**TASK PROMPT**
Your job is to copy every line in the material containing the word "that".

**DATA FOR THE TASK**
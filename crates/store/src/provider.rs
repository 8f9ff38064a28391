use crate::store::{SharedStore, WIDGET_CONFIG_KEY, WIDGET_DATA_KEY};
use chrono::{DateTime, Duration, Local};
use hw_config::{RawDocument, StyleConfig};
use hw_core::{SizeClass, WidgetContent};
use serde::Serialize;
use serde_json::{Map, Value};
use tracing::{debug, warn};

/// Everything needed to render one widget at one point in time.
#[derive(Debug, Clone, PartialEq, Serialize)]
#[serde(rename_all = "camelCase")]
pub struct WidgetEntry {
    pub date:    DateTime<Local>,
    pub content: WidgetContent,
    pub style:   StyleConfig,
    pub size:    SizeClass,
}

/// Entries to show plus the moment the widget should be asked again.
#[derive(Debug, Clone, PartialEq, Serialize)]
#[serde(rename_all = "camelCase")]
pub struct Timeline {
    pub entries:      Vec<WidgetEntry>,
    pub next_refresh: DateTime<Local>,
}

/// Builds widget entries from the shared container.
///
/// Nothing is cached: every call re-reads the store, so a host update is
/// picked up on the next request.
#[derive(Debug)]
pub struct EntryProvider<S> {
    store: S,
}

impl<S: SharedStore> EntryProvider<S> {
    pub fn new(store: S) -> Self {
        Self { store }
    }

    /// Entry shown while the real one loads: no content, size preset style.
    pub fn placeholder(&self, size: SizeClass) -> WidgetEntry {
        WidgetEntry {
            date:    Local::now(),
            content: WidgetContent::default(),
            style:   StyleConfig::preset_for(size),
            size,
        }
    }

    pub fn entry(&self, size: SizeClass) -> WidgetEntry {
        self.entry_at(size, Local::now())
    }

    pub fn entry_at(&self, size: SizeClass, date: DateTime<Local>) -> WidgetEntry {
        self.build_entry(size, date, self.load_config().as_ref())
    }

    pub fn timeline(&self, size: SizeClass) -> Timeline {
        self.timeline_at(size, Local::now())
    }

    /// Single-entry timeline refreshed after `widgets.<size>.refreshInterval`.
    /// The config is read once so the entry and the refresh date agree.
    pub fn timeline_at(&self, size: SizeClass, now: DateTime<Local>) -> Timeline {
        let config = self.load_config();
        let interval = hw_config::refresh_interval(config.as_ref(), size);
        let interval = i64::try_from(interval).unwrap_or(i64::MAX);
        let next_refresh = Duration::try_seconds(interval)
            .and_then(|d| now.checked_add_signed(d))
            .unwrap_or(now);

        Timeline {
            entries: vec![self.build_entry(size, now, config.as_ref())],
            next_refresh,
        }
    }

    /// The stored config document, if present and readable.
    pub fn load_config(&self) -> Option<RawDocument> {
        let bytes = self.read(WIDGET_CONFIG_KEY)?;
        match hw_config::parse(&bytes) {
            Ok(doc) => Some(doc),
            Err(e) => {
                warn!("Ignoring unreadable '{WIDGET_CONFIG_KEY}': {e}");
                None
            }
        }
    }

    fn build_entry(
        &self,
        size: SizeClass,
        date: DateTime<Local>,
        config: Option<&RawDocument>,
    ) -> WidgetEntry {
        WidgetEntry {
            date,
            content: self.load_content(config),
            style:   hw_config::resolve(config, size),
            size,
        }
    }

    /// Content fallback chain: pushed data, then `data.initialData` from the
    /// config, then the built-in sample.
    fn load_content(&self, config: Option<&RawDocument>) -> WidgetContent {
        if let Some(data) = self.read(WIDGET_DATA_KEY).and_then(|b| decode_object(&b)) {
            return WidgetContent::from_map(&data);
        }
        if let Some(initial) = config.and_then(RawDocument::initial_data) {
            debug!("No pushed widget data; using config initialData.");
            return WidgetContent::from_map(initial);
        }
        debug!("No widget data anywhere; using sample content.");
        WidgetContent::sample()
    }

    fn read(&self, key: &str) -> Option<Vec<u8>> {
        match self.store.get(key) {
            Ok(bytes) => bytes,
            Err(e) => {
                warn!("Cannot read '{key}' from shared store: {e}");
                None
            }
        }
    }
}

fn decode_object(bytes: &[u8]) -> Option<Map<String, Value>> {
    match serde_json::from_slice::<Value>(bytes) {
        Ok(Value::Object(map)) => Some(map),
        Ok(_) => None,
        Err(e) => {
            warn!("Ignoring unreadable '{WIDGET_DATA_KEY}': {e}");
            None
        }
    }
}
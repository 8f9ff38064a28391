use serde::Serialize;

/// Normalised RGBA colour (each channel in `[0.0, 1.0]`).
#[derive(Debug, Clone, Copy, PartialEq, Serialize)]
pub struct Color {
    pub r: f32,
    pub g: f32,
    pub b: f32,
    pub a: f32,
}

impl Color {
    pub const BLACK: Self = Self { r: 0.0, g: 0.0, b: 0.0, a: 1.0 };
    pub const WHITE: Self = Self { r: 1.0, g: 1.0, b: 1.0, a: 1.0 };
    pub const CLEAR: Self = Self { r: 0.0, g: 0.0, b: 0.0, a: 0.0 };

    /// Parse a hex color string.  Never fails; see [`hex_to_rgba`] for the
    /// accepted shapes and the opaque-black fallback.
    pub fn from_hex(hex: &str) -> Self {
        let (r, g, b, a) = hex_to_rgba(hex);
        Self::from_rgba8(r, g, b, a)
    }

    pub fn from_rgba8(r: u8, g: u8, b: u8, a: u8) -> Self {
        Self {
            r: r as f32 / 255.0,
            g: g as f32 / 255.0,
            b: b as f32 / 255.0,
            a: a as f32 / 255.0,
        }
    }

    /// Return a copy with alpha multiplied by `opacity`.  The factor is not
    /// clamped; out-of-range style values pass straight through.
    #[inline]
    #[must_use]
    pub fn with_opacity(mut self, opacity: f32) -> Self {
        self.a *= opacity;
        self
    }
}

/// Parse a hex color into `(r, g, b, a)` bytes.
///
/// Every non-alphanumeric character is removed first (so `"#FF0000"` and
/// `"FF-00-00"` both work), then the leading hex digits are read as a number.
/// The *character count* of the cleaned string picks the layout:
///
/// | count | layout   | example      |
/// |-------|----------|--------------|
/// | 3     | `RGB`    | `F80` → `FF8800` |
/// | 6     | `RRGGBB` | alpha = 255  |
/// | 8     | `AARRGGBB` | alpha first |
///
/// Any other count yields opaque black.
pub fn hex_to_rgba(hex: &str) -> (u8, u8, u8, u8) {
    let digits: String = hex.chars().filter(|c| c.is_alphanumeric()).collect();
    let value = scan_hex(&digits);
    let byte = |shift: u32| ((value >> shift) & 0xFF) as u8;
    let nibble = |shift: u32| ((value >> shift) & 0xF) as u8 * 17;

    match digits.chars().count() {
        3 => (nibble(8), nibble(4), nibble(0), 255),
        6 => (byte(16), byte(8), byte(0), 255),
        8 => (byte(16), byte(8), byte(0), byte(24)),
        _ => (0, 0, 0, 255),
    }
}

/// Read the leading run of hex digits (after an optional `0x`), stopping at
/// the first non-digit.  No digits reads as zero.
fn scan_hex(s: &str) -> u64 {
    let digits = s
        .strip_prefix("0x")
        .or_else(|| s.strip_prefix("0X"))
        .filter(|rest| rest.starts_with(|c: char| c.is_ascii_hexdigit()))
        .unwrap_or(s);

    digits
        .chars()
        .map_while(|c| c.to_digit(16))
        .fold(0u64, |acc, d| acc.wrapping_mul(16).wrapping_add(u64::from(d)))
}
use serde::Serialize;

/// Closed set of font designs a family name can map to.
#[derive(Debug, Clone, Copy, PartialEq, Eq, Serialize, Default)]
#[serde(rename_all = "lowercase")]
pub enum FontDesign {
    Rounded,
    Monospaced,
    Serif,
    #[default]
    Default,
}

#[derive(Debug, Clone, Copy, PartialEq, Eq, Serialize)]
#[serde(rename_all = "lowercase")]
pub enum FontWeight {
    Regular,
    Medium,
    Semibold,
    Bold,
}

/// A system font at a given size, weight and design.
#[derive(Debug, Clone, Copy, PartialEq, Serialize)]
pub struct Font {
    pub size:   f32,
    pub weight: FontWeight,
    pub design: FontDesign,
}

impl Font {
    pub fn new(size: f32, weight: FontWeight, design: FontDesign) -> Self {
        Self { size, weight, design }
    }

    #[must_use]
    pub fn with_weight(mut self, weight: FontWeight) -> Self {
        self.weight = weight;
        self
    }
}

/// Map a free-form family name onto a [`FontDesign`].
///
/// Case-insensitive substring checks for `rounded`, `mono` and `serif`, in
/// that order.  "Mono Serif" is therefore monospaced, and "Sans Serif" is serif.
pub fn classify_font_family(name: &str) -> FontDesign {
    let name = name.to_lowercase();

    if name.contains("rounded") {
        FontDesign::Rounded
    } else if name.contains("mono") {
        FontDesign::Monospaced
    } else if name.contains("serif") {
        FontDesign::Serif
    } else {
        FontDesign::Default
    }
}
---
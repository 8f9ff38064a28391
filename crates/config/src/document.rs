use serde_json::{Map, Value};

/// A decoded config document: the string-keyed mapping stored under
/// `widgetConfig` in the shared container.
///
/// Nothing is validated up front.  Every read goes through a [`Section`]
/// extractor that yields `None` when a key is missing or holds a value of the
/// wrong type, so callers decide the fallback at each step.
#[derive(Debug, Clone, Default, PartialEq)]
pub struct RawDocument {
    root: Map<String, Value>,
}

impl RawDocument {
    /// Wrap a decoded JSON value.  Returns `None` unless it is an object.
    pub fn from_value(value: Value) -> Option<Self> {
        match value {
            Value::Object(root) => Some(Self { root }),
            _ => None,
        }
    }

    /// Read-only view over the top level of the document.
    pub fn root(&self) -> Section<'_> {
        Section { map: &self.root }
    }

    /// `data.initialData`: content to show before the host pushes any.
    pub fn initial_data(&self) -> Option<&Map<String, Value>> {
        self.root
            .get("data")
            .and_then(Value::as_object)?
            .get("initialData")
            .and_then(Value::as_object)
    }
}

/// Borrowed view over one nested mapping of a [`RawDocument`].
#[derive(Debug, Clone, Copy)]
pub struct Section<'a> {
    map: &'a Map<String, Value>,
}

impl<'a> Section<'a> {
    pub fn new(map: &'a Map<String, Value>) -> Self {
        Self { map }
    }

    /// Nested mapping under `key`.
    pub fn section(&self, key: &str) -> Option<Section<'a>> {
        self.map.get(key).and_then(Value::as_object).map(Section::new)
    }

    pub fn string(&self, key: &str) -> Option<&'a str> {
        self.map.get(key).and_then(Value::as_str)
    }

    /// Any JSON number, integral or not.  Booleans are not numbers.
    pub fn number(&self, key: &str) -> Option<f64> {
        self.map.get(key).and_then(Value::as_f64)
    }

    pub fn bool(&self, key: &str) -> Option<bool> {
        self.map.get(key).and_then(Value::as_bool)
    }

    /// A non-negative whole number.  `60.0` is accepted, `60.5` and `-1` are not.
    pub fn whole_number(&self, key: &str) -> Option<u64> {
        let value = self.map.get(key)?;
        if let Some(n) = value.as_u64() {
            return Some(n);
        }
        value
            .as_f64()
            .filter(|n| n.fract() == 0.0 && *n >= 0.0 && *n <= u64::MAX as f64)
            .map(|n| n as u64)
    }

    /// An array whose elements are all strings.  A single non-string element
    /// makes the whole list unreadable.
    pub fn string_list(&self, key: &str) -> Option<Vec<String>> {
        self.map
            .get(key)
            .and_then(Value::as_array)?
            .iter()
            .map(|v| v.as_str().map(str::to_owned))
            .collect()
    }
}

**OUTPUT OF THE EXERCISE**
/// that order.  "Mono Serif" is therefore monospaced, and "Sans Serif" is serif.
/// extractor that yields `None` when a key is missing or holds a value of the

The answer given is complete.